Intrapulmonary chemotaxins in the normal and in the cyclophosphamide-treated host.

The kinetics of intrapulmonary chemotactic activity and the generation of a pulmonary polymorphonuclear leukocytic (PMN) response during experimental Pseudomonas aeruginosa pneumonia were studied in normal and in cyclophosphamide-treated guinea pigs. In normal animals, chemotactic activity for PMN appeared in airways promptly (2 h) after infection and preceded the influx of PMN to infected airways. Week-long regimens of intraperitoneally administered cyclophosphamide, in dosages of 7.5 mg/kg/day (low-dose) or 15 mg/kg/day (high-dose), resulted in systemic myelosuppression accompanied by a dose-related decrease in recruitment of PMN to infected airways. The chemotactic activity assayed in bronchoalveolar fluids obtained from low-dose-treated animals was not affected by cyclophosphamide. However, chemotactic activity in bronchoalveolar fluids was significantly reduced (p less than 0.01) in animals receiving the high-dose cyclophosphamide regimen. Gel chromatography of bronchoalveolar fluids from infected animals revealed that a high molecular weight (20,000 daltons or greater) and a low molecular weight (5,000 daltons) chemotactic factor were present in normal specimens, and that both were absent from specimens obtained from animals receiving the high-dose treatment.
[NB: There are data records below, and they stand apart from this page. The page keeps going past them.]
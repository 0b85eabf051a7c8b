//! Bible CLI - client library for the API.Bible scripture service
//!
//! Lists the translations available for a language and prints the text
//! of a passage from a given translation.

#![forbid(unsafe_code)]

pub mod cli;
pub mod core;
pub mod extract;

#[cfg(test)]
mod test_server;

// Re-export key types for convenience
pub use self::core::{
    client::BibleClient,
    config::ApiConfig,
    models::{ContentType, PassageOptions, Translation, TranslationsResponse},
    errors::BibleError,
};

pub use extract::{collect_text, extract_text};

/// Library version
pub const VERSION: &str = env!("CARGO_PKG_VERSION");

/// Library name
pub const NAME: &str = env!("CARGO_PKG_NAME");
Hemolytically active C5 was detected in infected bronchial fluids, but cyclophosphamide treatment did not reduce amounts of C5 in infected airways. These data suggest that in addition to myelosuppression, cyclophosphamide treatment impairs the capacity for pulmonary inflammation by reducing the normal intrapulmonary chemotactic gradient during infection.